WINA/UTHRECHT/BRUSSELS, (Panjimas.com) – Lembaga Swadaya Masyarakat (NGO) di Eropa baru-baru ini mengutuk kekerasan yang sedang berlangsung di Myanmar, dan menegaskan insiden tersebut sangat “tidak manusiawi” dan merupakan “pembersihan etnis”.
Kecaman tersebut menyusul laporan mengenai jatuhnya ratusan korban sipil massal setelah serangan mematikan baru-baru ini oleh pasukan keamanan Myanmar yang terlibat baku tembak dengan gerilyawan Rohingya.
“Kami sangat mengutuk kekerasan dan penindasan yang tidak manusiawi di negara Myanmar terhadap Muslim Rohingya”, pungkas Ibrahim Olgun, Ketua Komunitas Islam Austria, saat berbicara dengan Anadolu, Selasa (29/08).
Esad Memic, Ketua Muslim Bosnia di Austria, mendesak masyarakat internasional untuk mengambil langkah-langkah untuk melindungi minoritas Muslim Rohingya.
“Kehormatan umat manusia sedang diinjak-injak di bawah kaki. penduduk di negara bagian Rakhine tidak memiliki asa hak asasi manusia, ” tandasnya.
Mohammad Faroque al-Madani, Anggota Eksekutif Islamic Center Bangladesh di Wina, juga meminta negara-negara Muslim untuk bersuara lantang melawan kekejaman rezim Myanmar.
Seruan sanksi ekonomi dan tekanan diplomatik terhadap Myanmar untuk membalas aksi tentaranya, ujar Nourdeen Wildeman, Presiden Yayasan As-Salaamah di Utrecht, Belanda, mengatakan bahwa telah ada pengurangan hak-hak masyarakat secara sistematis di Myanmar.
Juru bicara Kelompok Burma yang berbasis di Brussels, Gillet Pierre-Yves menggambarkan kekerasan di negara bagian Rakhine sebagai operasi “pembersihan etnis”, dengan mengatakan: “Warga sipil hidup di bawah rasa sakit karena kematian. Situasinya sangat mengerikan. Komunitas internasional harus segera mengendalikannya pada tingkat tertinggi.”
Serangan mematikan terhadap pos-pos perbatasan di negara bagian Rakhine, Myanmar Barat, terjadi pada hari Jumat (25/08), mengakibatkan korban sipil massal, menyebabkan lebih dari 100 orang tewas. Kemudian, laporan media muncul mengatakan bahwa pasukan keamanan Myanmar dilaporkan telah memindahkan ribuan penduduk desa-desa Muslim Rohingya, bahkan membakar rumah-rumah mereka dengan mortir dan senapan mesin.

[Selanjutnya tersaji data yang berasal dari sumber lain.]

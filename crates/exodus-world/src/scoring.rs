//! Per-step desirability scoring of every location.
//!
//! Run once per step before movement. Each location's population, camp
//! and conflict counts are normalized against the graph-wide maximum and
//! combined with its static proximity score:
//!
//! ```text
//! node_score = population_weight * norm_weight
//!            + location_weight   * location_score
//!            + camp_weight       * norm_camps
//!            - conflict_weight   * norm_conflicts
//! ```
//!
//! Every maximum is floored at 1, so an all-zero column normalizes to 0
//! instead of dividing by zero. The four weights are used as given; they
//! are not renormalized to sum to 1.

use serde::{Deserialize, Serialize};
use tracing::{debug, warn};

use crate::error::WorldError;
use crate::location::NodeScores;
use crate::location_graph::LocationGraph;

/// Weights of the four node-score terms.
#[derive(Debug, Clone, Copy, PartialEq, Serialize, Deserialize)]
pub struct ScoreWeights {
    /// Weight of the normalized population term.
    #[serde(default = "default_term_weight")]
    pub population_weight: f64,
    /// Weight of the proximity term.
    #[serde(default = "default_term_weight")]
    pub location_weight: f64,
    /// Weight of the normalized camp term.
    #[serde(default = "default_term_weight")]
    pub camp_weight: f64,
    /// Weight of the normalized conflict term (subtracted).
    #[serde(default = "default_term_weight")]
    pub conflict_weight: f64,
}

impl Default for ScoreWeights {
    fn default() -> Self {
        Self {
            population_weight: default_term_weight(),
            location_weight: default_term_weight(),
            camp_weight: default_term_weight(),
            conflict_weight: default_term_weight(),
        }
    }
}

const fn default_term_weight() -> f64 {
    0.25
}

impl ScoreWeights {
    /// Affine combination of the normalized inputs.
    pub fn combine(
        &self,
        norm_weight: f64,
        location_score: f64,
        norm_camps: f64,
        norm_conflicts: f64,
    ) -> f64 {
        self.population_weight * norm_weight
            + self.location_weight * location_score
            + self.camp_weight * norm_camps
            - self.conflict_weight * norm_conflicts
    }
}

/// Floored maxima used by the most recent recompute.
#[derive(Debug, Clone, Copy, PartialEq, Eq)]
pub struct NormalizationMaxima {
    /// `max(1, max weight)`.
    pub max_weight: u32,
    /// `max(1, max camps)`.
    pub max_camps: u32,
    /// `max(1, max conflicts)`.
    pub max_conflicts: u32,
}

/// Recompute normalized inputs and the node score of every location.
///
/// # Errors
///
/// Returns [`WorldError::EmptyGraph`] if the graph has no locations.
pub fn recompute_scores(
    graph: &mut LocationGraph,
    weights: &ScoreWeights,
) -> Result<NormalizationMaxima, WorldError> {
    if graph.location_count() == 0 {
        return Err(WorldError::EmptyGraph);
    }

    let mut raw_max_weight: u32 = 0;
    let mut max_camps: u32 = 1;
    let mut max_conflicts: u32 = 1;
    for (_, loc) in graph.locations() {
        raw_max_weight = raw_max_weight.max(loc.weight);
        max_camps = max_camps.max(loc.num_camps);
        max_conflicts = max_conflicts.max(loc.num_conflicts);
    }
    if raw_max_weight == 0 {
        warn!("All location weights are zero; population term floored");
    }
    let max_weight = raw_max_weight.max(1);

    for (_, loc) in graph.locations_mut() {
        let norm_weight = ratio(loc.weight, max_weight);
        let norm_camps = ratio(loc.num_camps, max_camps);
        let norm_conflicts = ratio(loc.num_conflicts, max_conflicts);
        loc.scores = NodeScores {
            norm_weight,
            norm_camps,
            norm_conflicts,
            node_score: weights.combine(norm_weight, loc.location_score, norm_camps, norm_conflicts),
        };
    }

    debug!(max_weight, max_camps, max_conflicts, "Node scores recomputed");
    Ok(NormalizationMaxima {
        max_weight,
        max_camps,
        max_conflicts,
    })
}

/// `value / max` as a float; `max` is never zero here.
fn ratio(value: u32, max: u32) -> f64 {
    f64::from(value) / f64::from(max)
}

#[cfg(test)]
mod tests {
    use exodus_types::{EdgeSpec, GraphSpec, LocationId, NodeSpec};

    use super::*;

    fn score_of(graph: &LocationGraph, name: &str) -> NodeScores {
        graph
            .get(&LocationId::from(name))
            .map(|l| l.scores)
            .unwrap_or_default()
    }

    fn graph_from(nodes: Vec<NodeSpec>) -> LocationGraph {
        let spec = GraphSpec {
            nodes,
            edges: vec![EdgeSpec::new("A", "B")],
        };
        LocationGraph::from_spec(&spec, None).unwrap_or_default()
    }

    #[test]
    fn normalizes_against_maxima() {
        let mut graph = graph_from(vec![
            NodeSpec::new("A", 10, 2, 0, 0.0),
            NodeSpec::new("B", 5, 1, 4, 1.0),
        ]);
        let maxima = recompute_scores(&mut graph, &ScoreWeights::default());
        assert_eq!(
            maxima.ok(),
            Some(NormalizationMaxima {
                max_weight: 10,
                max_camps: 4,
                max_conflicts: 2,
            })
        );

        let a = score_of(&graph, "A");
        assert!((a.norm_weight - 1.0).abs() < 1e-12);
        assert!((a.norm_conflicts - 1.0).abs() < 1e-12);
        assert!(a.norm_camps.abs() < 1e-12);
        // 0.25 * 1 + 0 + 0 - 0.25 * 1
        assert!(a.node_score.abs() < 1e-12);

        let b = score_of(&graph, "B");
        // 0.25 * 0.5 + 0.25 * 1 + 0.25 * 1 - 0.25 * 0.5
        assert!((b.node_score - 0.5).abs() < 1e-12);
    }

    #[test]
    fn zero_population_does_not_divide_by_zero() {
        let mut graph = graph_from(vec![
            NodeSpec::new("A", 0, 0, 0, 0.5),
            NodeSpec::new("B", 0, 0, 0, 0.5),
        ]);
        let maxima = recompute_scores(&mut graph, &ScoreWeights::default());
        assert_eq!(maxima.map(|m| m.max_weight).ok(), Some(1));
        let a = score_of(&graph, "A");
        assert!(a.norm_weight.abs() < 1e-12);
        assert!(a.node_score.is_finite());
        assert!((a.node_score - 0.125).abs() < 1e-12);
    }

    #[test]
    fn normalized_values_stay_in_unit_interval() {
        let mut graph = graph_from(vec![
            NodeSpec::new("A", 7, 3, 1, 0.3),
            NodeSpec::new("B", 2, 0, 9, 0.8),
        ]);
        assert!(recompute_scores(&mut graph, &ScoreWeights::default()).is_ok());
        for (_, loc) in graph.locations() {
            for v in [loc.scores.norm_weight, loc.scores.norm_camps, loc.scores.norm_conflicts] {
                assert!((0.0..=1.0).contains(&v));
            }
        }
    }

    #[test]
    fn weights_are_not_renormalized() {
        let mut graph = graph_from(vec![
            NodeSpec::new("A", 1, 0, 0, 1.0),
            NodeSpec::new("B", 1, 0, 0, 1.0),
        ]);
        let weights = ScoreWeights {
            population_weight: 2.0,
            location_weight: 3.0,
            camp_weight: 0.0,
            conflict_weight: 0.0,
        };
        assert!(recompute_scores(&mut graph, &weights).is_ok());
        assert!((score_of(&graph, "A").node_score - 5.0).abs() < 1e-12);
    }

    #[test]
    fn empty_graph_is_an_error() {
        let mut graph = LocationGraph::new();
        assert!(matches!(
            recompute_scores(&mut graph, &ScoreWeights::default()),
            Err(WorldError::EmptyGraph)
        ));
    }
}
//! Configurable parameters for social links and movement decisions.
//!
//! [`SocialConfig`] and [`MovementConfig`] bundle every tunable the agent
//! layer reads. The engine builds them from `exodus-config.yaml` at start
//! and passes them by reference; nothing here changes during a run.

use rand::Rng;
use serde::{Deserialize, Serialize};

use crate::error::AgentError;

/// How many links of one relation an agent draws.
///
/// Deserializes from a bare integer (fixed count) or a `[low, high]` pair
/// (uniform count, both bounds inclusive).
#[derive(Debug, Clone, Copy, PartialEq, Eq, Serialize, Deserialize)]
#[serde(untagged)]
pub enum LinkCount {
    /// Exactly this many draws per agent.
    Fixed(u32),
    /// A uniformly random number of draws in `low..=high`.
    Range(u32, u32),
}

impl LinkCount {
    /// Largest count this can produce.
    pub const fn max(self) -> u32 {
        match self {
            Self::Fixed(n) => n,
            Self::Range(low, high) => {
                if low > high {
                    low
                } else {
                    high
                }
            }
        }
    }

    /// Reject ranges with `low > high`.
    pub fn validate(self, relation: &'static str) -> Result<(), AgentError> {
        match self {
            Self::Range(low, high) if low > high => {
                Err(AgentError::InvalidLinkRange { relation, low, high })
            }
            _ => Ok(()),
        }
    }

    /// Draw a count. Fixed counts consume no randomness.
    pub fn draw(self, rng: &mut impl Rng) -> u32 {
        match self {
            Self::Fixed(n) => n,
            Self::Range(low, high) => rng.random_range(low..=high.max(low)),
        }
    }
}

/// Social-link construction parameters.
#[derive(Debug, Clone, Copy, PartialEq, Eq, Serialize, Deserialize)]
pub struct SocialConfig {
    /// Kin draws per agent.
    #[serde(default = "default_link_count")]
    pub num_kin: LinkCount,
    /// Friend draws per agent.
    #[serde(default = "default_link_count")]
    pub num_friends: LinkCount,
}

impl Default for SocialConfig {
    fn default() -> Self {
        Self {
            num_kin: default_link_count(),
            num_friends: default_link_count(),
        }
    }
}

impl SocialConfig {
    /// Validate both link counts.
    pub fn validate(&self) -> Result<(), AgentError> {
        self.num_kin.validate("kin")?;
        self.num_friends.validate("friend")
    }
}

const fn default_link_count() -> LinkCount {
    LinkCount::Fixed(1)
}

/// How agents in conflict zones decide to move.
#[derive(Debug, Clone, Copy, Default, PartialEq, Eq, Serialize, Deserialize)]
#[serde(rename_all = "snake_case")]
pub enum ConflictMovePolicy {
    /// Any conflict forces movement; `percent_move_at_conflict` is ignored.
    #[default]
    Forced,
    /// Move with probability `percent_move_at_conflict`.
    Configured,
}

/// Movement-decision parameters.
#[derive(Debug, Clone, Copy, PartialEq, Serialize, Deserialize)]
pub struct MovementConfig {
    /// Probability of moving away from a camp location.
    #[serde(default = "default_percent_move_at_camp")]
    pub percent_move_at_camp: f64,
    /// Probability of moving away from a conflict location; only consulted
    /// under [`ConflictMovePolicy::Configured`].
    #[serde(default = "default_percent_move_at_conflict")]
    pub percent_move_at_conflict: f64,
    /// Probability of moving away from any other location.
    #[serde(default = "default_percent_move_other")]
    pub percent_move_other: f64,
    /// Desirability added per kin member at a candidate location.
    #[serde(default = "default_social_weight")]
    pub kin_weight: f64,
    /// Desirability added per friend at a candidate location.
    #[serde(default = "default_social_weight")]
    pub friend_weight: f64,
    /// Conflict handling.
    #[serde(default)]
    pub conflict_move_policy: ConflictMovePolicy,
}

impl Default for MovementConfig {
    fn default() -> Self {
        Self {
            percent_move_at_camp: default_percent_move_at_camp(),
            percent_move_at_conflict: default_percent_move_at_conflict(),
            percent_move_other: default_percent_move_other(),
            kin_weight: default_social_weight(),
            friend_weight: default_social_weight(),
            conflict_move_policy: ConflictMovePolicy::Forced,
        }
    }
}

impl MovementConfig {
    /// Check probabilities are in `[0, 1]` and weights are finite and non-negative.
    pub fn validate(&self) -> Result<(), AgentError> {
        for (field, value) in [
            ("percent_move_at_camp", self.percent_move_at_camp),
            ("percent_move_at_conflict", self.percent_move_at_conflict),
            ("percent_move_other", self.percent_move_other),
        ] {
            if !value.is_finite() || !(0.0..=1.0).contains(&value) {
                return Err(AgentError::InvalidProbability { field, value });
            }
        }
        for (field, value) in [
            ("kin_weight", self.kin_weight),
            ("friend_weight", self.friend_weight),
        ] {
            if !value.is_finite() || value < 0.0 {
                return Err(AgentError::InvalidWeight { field, value });
            }
        }
        Ok(())
    }
}

const fn default_percent_move_at_camp() -> f64 {
    0.3
}

const fn default_percent_move_at_conflict() -> f64 {
    1.0
}

const fn default_percent_move_other() -> f64 {
    0.7
}

const fn default_social_weight() -> f64 {
    0.25
}

#[cfg(test)]
mod tests {
    use rand::SeedableRng;
    use rand_chacha::ChaCha8Rng;

    use super::*;

    #[test]
    fn link_count_parses_int_or_pair() {
        let fixed: Option<LinkCount> = serde_json::from_str("3").ok();
        assert_eq!(fixed, Some(LinkCount::Fixed(3)));
        let range: Option<LinkCount> = serde_json::from_str("[1, 4]").ok();
        assert_eq!(range, Some(LinkCount::Range(1, 4)));
    }

    #[test]
    fn negative_social_weight_rejected() {
        let config = MovementConfig {
            kin_weight: -2.0,
            ..MovementConfig::default()
        };
        assert!(matches!(
            config.validate(),
            Err(AgentError::InvalidWeight { field: "kin_weight", .. })
        ));
        let config = MovementConfig {
            friend_weight: -0.5,
            ..MovementConfig::default()
        };
        assert!(config.validate().is_err());
        let config = MovementConfig {
            kin_weight: 0.0,
            friend_weight: 0.0,
            ..MovementConfig::default()
        };
        assert!(config.validate().is_ok());
    }

    #[test]
    fn inverted_range_rejected() {
        let config = SocialConfig {
            num_kin: LinkCount::Fixed(1),
            num_friends: LinkCount::Range(5, 2),
        };
        assert!(matches!(
            config.validate(),
            Err(AgentError::InvalidLinkRange { relation: "friend", .. })
        ));
    }

    #[test]
    fn range_draws_stay_in_bounds() {
        let mut rng = ChaCha8Rng::seed_from_u64(9);
        let count = LinkCount::Range(2, 4);
        for _ in 0..200 {
            let n = count.draw(&mut rng);
            assert!((2..=4).contains(&n));
        }
        assert_eq!(LinkCount::Fixed(6).draw(&mut rng), 6);
    }

    #[test]
    fn probability_out_of_range_rejected() {
        let config = MovementConfig {
            percent_move_other: 1.2,
            ..MovementConfig::default()
        };
        assert!(matches!(
            config.validate(),
            Err(AgentError::InvalidProbability { field: "percent_move_other", .. })
        ));
    }

    #[test]
    fn non_finite_weight_rejected() {
        let config = MovementConfig {
            kin_weight: f64::INFINITY,
            ..MovementConfig::default()
        };
        assert!(matches!(config.validate(), Err(AgentError::InvalidWeight { .. })));
    }

    #[test]
    fn defaults_match_reference_run() {
        let config = MovementConfig::default();
        assert!(config.validate().is_ok());
        assert_eq!(config.conflict_move_policy, ConflictMovePolicy::Forced);
        assert!((config.percent_move_other - 0.7).abs() < 1e-12);
    }
}
//! Per-agent movement decisions.
//!
//! A decision has two stages. The class of the agent's current location
//! (conflict, camp, other) sets the probability of moving at all, and one
//! uniform roll per agent settles it. An agent that moves then picks the
//! neighbor with the highest desirability:
//!
//! ```text
//! desirability(n) = kin_weight    * |kin at n|
//!                 + friend_weight * |friends at n|
//!                 + node_score(n)
//! ```
//!
//! Neighbors are visited in ascending id order and only a strictly greater
//! value replaces the current best, so ties go to the lowest id. Staying is
//! never compared: if any neighbor exists the agent moves, even to a
//! location scoring lower than its own.

use exodus_types::{AgentIndex, LocationId, NodeClass};
use exodus_world::{LocationGraph, LocationState};
use rand::Rng;

use crate::agent::{Agent, AgentStore};
use crate::config::{ConflictMovePolicy, MovementConfig};
use crate::error::AgentError;
use crate::social::SocialGraph;

/// Outcome of one agent's decision.
#[derive(Debug, Clone, PartialEq, Eq)]
pub enum Decision {
    /// The roll said stay.
    Stay,
    /// The roll said move but the location has no neighbors.
    Blocked,
    /// Relocate between adjacent locations.
    Move {
        /// Current location.
        from: LocationId,
        /// Chosen neighbor.
        to: LocationId,
    },
}

impl Decision {
    /// Destination of a move, if any.
    pub const fn destination(&self) -> Option<&LocationId> {
        match self {
            Self::Move { to, .. } => Some(to),
            Self::Stay | Self::Blocked => None,
        }
    }
}

/// Read-only view used to decide moves for one step.
///
/// Borrows the pre-step state only, so any number of batches can share one
/// policy across threads.
#[derive(Debug, Clone, Copy)]
pub struct MovementPolicy<'a> {
    config: &'a MovementConfig,
    graph: &'a LocationGraph,
    social: &'a SocialGraph,
    store: &'a AgentStore,
}

impl<'a> MovementPolicy<'a> {
    /// Bind the policy to the current step's inputs.
    ///
    /// `graph` must already hold this step's node scores.
    pub const fn new(
        config: &'a MovementConfig,
        graph: &'a LocationGraph,
        social: &'a SocialGraph,
        store: &'a AgentStore,
    ) -> Self {
        Self {
            config,
            graph,
            social,
            store,
        }
    }

    /// Probability of leaving a location.
    pub fn move_probability(&self, location: &LocationState) -> f64 {
        match location.class() {
            NodeClass::Conflict => match self.config.conflict_move_policy {
                ConflictMovePolicy::Forced => 1.0,
                ConflictMovePolicy::Configured => self.config.percent_move_at_conflict,
            },
            NodeClass::Camp => self.config.percent_move_at_camp,
            NodeClass::Other => self.config.percent_move_other,
        }
    }

    /// Desirability of `candidate` for `agent`.
    pub fn desirability(&self, agent: &Agent, candidate: &LocationState) -> f64 {
        let kin_here = self.count_at(self.social.kin(agent.index).iter().copied(), &candidate.id);
        let friends_here =
            self.count_at(self.social.friends(agent.index).iter().copied(), &candidate.id);
        self.config.kin_weight * f64::from(kin_here)
            + self.config.friend_weight * f64::from(friends_here)
            + candidate.node_score()
    }

    /// Best neighbor of the agent's location, or `None` for an isolate.
    pub fn best_neighbor(&self, agent: &Agent) -> Option<&'a LocationId> {
        let mut best: Option<(&'a LocationId, f64)> = None;
        for neighbor in self.graph.neighbors(&agent.location) {
            let Some(state) = self.graph.get(neighbor) else {
                continue;
            };
            let score = self.desirability(agent, state);
            match best {
                Some((_, best_score)) if score <= best_score => {}
                _ => best = Some((neighbor, score)),
            }
        }
        best.map(|(id, _)| id)
    }

    /// Decide what `agent` does this step.
    ///
    /// Consumes exactly one `f64` from `rng`.
    ///
    /// # Errors
    ///
    /// Returns [`AgentError::UnknownLocation`] if the agent's location is
    /// not in the graph.
    pub fn decide(&self, agent: &Agent, rng: &mut impl Rng) -> Result<Decision, AgentError> {
        let location = self
            .graph
            .get(&agent.location)
            .ok_or_else(|| AgentError::UnknownLocation {
                agent: agent.index,
                location: agent.location.clone(),
            })?;
        let probability = self.move_probability(location);
        let roll: f64 = rng.random();
        if roll >= probability {
            return Ok(Decision::Stay);
        }
        Ok(self
            .best_neighbor(agent)
            .map_or(Decision::Blocked, |to| Decision::Move {
                from: agent.location.clone(),
                to: to.clone(),
            }))
    }

    fn count_at(&self, related: impl Iterator<Item = AgentIndex>, at: &LocationId) -> u32 {
        let count = related
            .filter(|other| self.store.location_of(*other).is_ok_and(|loc| loc == at))
            .count();
        u32::try_from(count).unwrap_or(u32::MAX)
    }
}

Ditrik Maungdaw terletak di sepanjang Sungai Naf yang memisahkan Myanmar dan Bangladesh di Rakhine Utara.
Dari hampir 90 korban tewas diantarnya merupakan seorang tentara, 10 petugas polisi, seorang petugas imigrasi dan 77 gerilyawan tewas dalam serangan tersebut dan 15 orang luka-luka, menurut Kantor Penasihat Negara Aung San Suu Kyi dalam sebuah pernyataan. Dua militan ARSA ditangkap. Dikabarkan bahwa beberapa jembatan telah hancur dalam serangan tersebut dan tiga kendaraan polisi terkena ranjau darat.
Seorang pejabat negara bagian Rakhine mengatakan kepada Anadolu bahwa kebijakan jam malam telah diberlakukan di Distrik Maungdaw, menggantikan jam malam parsial yang telah berlangsung bertahun-tahun lamanya.
Setelah penyelidikan sepanjang tahun mengenai situasi di Rakhine, Komisi Penasihat yang dipimpin Kofi Annan menyerukan “tindakan mendesak dan berkelanjutan di sejumlah bidang untuk mencegah kekerasan, menjaga perdamaian, menumbuhkan rekonsiliasi dan menawarkan harapan kepada penduduk yang tertindas.”
Sebuah operasi keamanan yang diluncurkan pada bulan Oktober tahun lalu di Maungdaw, wilayah dimana pnduduk Rohingya menjadi mayoritas. Tak lama kemudian, Operasi militer di Maungdaw menyebabkan PBB merilis laporan mengenai pelanggaran-pelangggaran hak asasi manusia oleh pasukan keamanan Myanmar yang mengindikasikan kejahatan terhadap kemanusiaan.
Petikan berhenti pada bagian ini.